Model Training for Diabetes Classification in Azure Databricks with Azure Machine Learning integration.

In [2]:
# Import necessary libraries for model training
import requests
import pandas as pd
from sklearn import model_selection
from sklearn.linear_model import LogisticRegression
import joblib

In [3]:
# Mount ADLS to read data source.
configs = {"fs.azure.account.auth.type": "OAuth",
           "fs.azure.account.oauth.provider.type": "org.apache.hadoop.fs.azurebfs.oauth2.ClientCredsTokenProvider",
           "fs.azure.account.oauth2.client.id": "your_application_id",
           "fs.azure.account.oauth2.client.secret": dbutils.secrets.get(scope="your_adb_secret_name",key="your_adb_key_name"),
           "fs.azure.account.oauth2.client.endpoint": "https://login.microsoftonline.com/your_aad_tenant_id/oauth2/token"}

dbutils.fs.mount(
  source = "abfss://your_container_name@your_adls_name.dfs.core.windows.net/",
  mount_point = "/mnt/your_adls_mount_point_name",
  extra_configs = configs)

In [4]:
# Mount Azure Blob Storage as model artifact store.
dbutils.fs.mount(
  source = "wasbs://your_container_name@your_azure_blob_storage_name.blob.core.windows.net",
  mount_point = "/mnt/your_azure_blob_storage_mount_point_name",
  extra_configs = {"fs.azure.account.key.your_azure_blob_storage_mount_point_name.blob.core.windows.net":dbutils.secrets.get(scope = "your_adb_secret_name", key = "your_adb_key_name")})

In [5]:
# Unmount ADLS as needed.
# dbutils.fs.unmount("/mnt/your_adls_mount_point_name")

In [6]:
# Unmount Azure Blob Storage as needed.
# dbutils.fs.unmount("/mnt/your_azure_blob_storage_mount_point_name")

In [7]:
# List file in ADLS.
dbutils.fs.ls("/mnt/your_adls_mount_point_name/")

In [8]:
# List file in Azure Blob Storage.
dbutils.fs.ls("/mnt/your_azure_blob_storage_mount_point_name/")

In [9]:
# Download source data and save it into ADLS.
csv_url = 'https://raw.githubusercontent.com/jbrownlee/Datasets/master/pima-indians-diabetes.data.csv'
req = requests.get(csv_url,verify=False)
url_content = req.content
csv_file = open('/dbfs/mnt/your_adls_mount_point_name/pima-indians-diabetes.data.csv', 'wb')

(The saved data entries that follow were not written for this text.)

// Data-group proxy-pass resolution.
//
// ProxyPass-style iRules consult a data group mapping host/path prefixes
// to `<serverside-descriptor> <pool>` values. None of that appears in the
// flat virtual-server listings, so this resolver cross-references the
// records against already-discovered pool/virtual-server nodes and
// synthesizes the implied graph edges. Everything here fails soft: a
// stale data-group reference must not abort the whole poll.

use tracing::{debug, warn};

use bigip_api::BigIpClient;
use bigip_api::types::DataGroup;

use crate::cache::SessionCache;
use crate::error::CoreError;
use crate::graph::{Component, TopologyGraph, Urn};

/// URN domain for components synthesized by this resolver.
const URN_DOMAIN: &str = "bigip";

/// Resolves proxy-pass data groups into graph mutation intents.
///
/// Data-group records are fetched once and cached for the lifetime of
/// the resolver (one poll cycle): topology within a cycle is assumed
/// stable, and one listing call covers every rule that references a
/// group.
#[derive(Debug, Default)]
pub struct ProxyPassResolver {
    groups: SessionCache<DataGroup>,
    loaded: bool,
}

impl ProxyPassResolver {
    pub fn new() -> Self {
        Self::default()
    }

    /// Resolve one data-group reference into graph mutations.
    ///
    /// For each record whose key starts with `host_filter`, synthesizes
    /// the serverside virtual-server node and the pool edges implied by
    /// the record value. `virtual_server_urn` is the already-discovered
    /// virtual server the originating rule is attached to; `rule_name`
    /// is added as a label on each referenced pool.
    ///
    /// Returns the number of mutations applied. Re-running the same
    /// resolution applies zero.
    pub async fn resolve(
        &mut self,
        client: &BigIpClient,
        graph: &mut dyn TopologyGraph,
        data_group: &str,
        virtual_server_urn: &Urn,
        host_filter: &str,
        rule_name: &str,
    ) -> Result<usize, CoreError> {
        let Some(group) = self.group(client, data_group).await? else {
            warn!(data_group, rule_name, "data group not found, skipping proxy-pass resolution");
            return Ok(0);
        };

        let mut mutations = 0;
        for record in &group.records {
            if !record.name.starts_with(host_filter) {
                continue;
            }

            let value = record.data.as_deref().unwrap_or_default();
            let tokens: Vec<&str> = value.split_whitespace().collect();
            let &[serverside, pool] = tokens.as_slice() else {
                warn!(
                    data_group,
                    key = %record.name,
                    value,
                    "record value is not '<serverside> <pool>', skipping"
                );
                continue;
            };

            let pool_path = normalize_pool_path(pool, &group.partition);

            // The serverside node is named by the descriptor's first
            // path segment; the rest addresses a location inside it.
            let server_name = serverside.split('/').next().unwrap_or(serverside);
            let server_urn = Urn::component(URN_DOMAIN, "virtual-server", server_name);
            if graph.ensure_component(Component::new(
                server_urn.clone(),
                "virtual-server",
                server_name,
            )) {
                debug!(%server_urn, "synthesized serverside virtual server");
                mutations += 1;
            }

            let pool_urn = Urn::component(URN_DOMAIN, "pool", &pool_path);
            if !graph.component_exists(&pool_urn) {
                warn!(
                    data_group,
                    pool = %pool_path,
                    "referenced pool was never discovered, skipping edges"
                );
                continue;
            }

            if let Some(component) = graph.get_component_mut(&pool_urn) {
                component.labels.insert(rule_name.to_owned());
            }

            if graph.ensure_relation(&pool_urn, &server_urn) {
                mutations += 1;
            }

            if graph.component_exists(virtual_server_urn) {
                if graph.ensure_relation(virtual_server_urn, &pool_urn) {
                    mutations += 1;
                }
            } else {
                warn!(
                    %virtual_server_urn,
                    pool = %pool_path,
                    "originating virtual server missing from graph, skipping its pool edge"
                );
            }
        }
        Ok(mutations)
    }

    async fn group(
        &mut self,
        client: &BigIpClient,
        name: &str,
    ) -> Result<Option<DataGroup>, CoreError> {
        if !self.loaded {
            let groups = client.get_data_group_internal().await?;
            debug!(count = groups.len(), "caching data groups for the session");
            for group in groups {
                self.groups.populate(group.name.clone(), Some(group));
            }
            self.loaded = true;
        }
        if !self.groups.is_populated(name) {
            self.groups.populate(name, None);
        }
        Ok(self.groups.lookup(name).and_then(Clone::clone))
    }
}

/// Absolute appliance path for a pool: records under a non-default
/// partition reference their pools relative to it.
fn normalize_pool_path(pool: &str, partition: &str) -> String {
    if pool.starts_with('/') {
        pool.to_owned()
    } else if partition == "Common" {
        format!("/Common/{pool}")
    } else {
        format!("/{partition}/{pool}")
    }
}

csv_file.write(url_content)
csv_file.close()

In [10]:
# Read source data from ADLS.
csv_file = '/dbfs/mnt/your_adls_mount_point_name/pima-indians-diabetes.data.csv'
names = ['preg', 'plas', 'pres', 'skin', 'test', 'mass', 'pedi', 'age', 'class']
dataframe = pd.read_csv(csv_file, names=names)
dataframe

In [11]:
# Define data split for model training.
array = dataframe.values
X = array[:,0:8]
Y = array[:,8]
test_size = 0.33
seed = 7
X_train, X_test, Y_train, Y_test = model_selection.train_test_split(X, Y, test_size=test_size, random_state=seed)

In [12]:
# Start model training.
model = LogisticRegression(max_iter=200)
model.fit(X_train, Y_train)

In [13]:
# Create folder in model artifact store as needed.
# dbutils.fs.mkdirs("dbfs/mnt/your_azure_blob_storage_mount_point_name/your_model_folder_name/")

In [14]:
# Dumping model file into model artifact store.
filepath = "/dbfs/mnt/your_azure_blob_storage_mount_point_name/your_model_folder_name/"
filename = "finalized_model.pkl"
filenamepath = filepath+filename
joblib.dump(model, filenamepath)

In [15]:
# Dumping model column header into model artifact store.
columnsfilepath = "/dbfs/mnt/your_azure_blob_storage_mount_point_name/your_model_folder_name/"
columnsfilename = "finalized_model_column.pkl"
columnsfilenamepath = columnsfilepath+columnsfilename
model_columns = list(dataframe.columns)
joblib.dump(model_columns, columnsfilenamepath)

In [16]:
# List file in Azure Blob Storage.
dbutils.fs.ls("/mnt/your_azure_blob_storage_mount_point_name/your_model_folder_name")

In [17]:
# Load saved model file and print result
loaded_model = joblib.load(filenamepath)
result = loaded_model.score(X_test, Y_test)
print(result)

In [18]:
# Pick one sample for testing
pred_list = ['6','148','72','35','0','33.6','0.627','50','1']
df_pred_list = pd.DataFrame([pred_list], columns =['preg', 'plas', 'pres', 'skin', 'test', 'mass', 'pedi', 'age', 'class'], dtype = float)
df_pred_list

In [19]:
# Import necessary libraries and configure access into Azure Machine Learning.
import mlflow
import mlflow.azureml
import azureml.mlflow
import azureml.core

from azureml.core import Workspace
from azureml.mlflow import get_portal_url
from azureml.core.model import Model

from azureml.core.authentication import InteractiveLoginAuthentication
interactive_auth = InteractiveLoginAuthentication(tenant_id="your_aad_tenant_id")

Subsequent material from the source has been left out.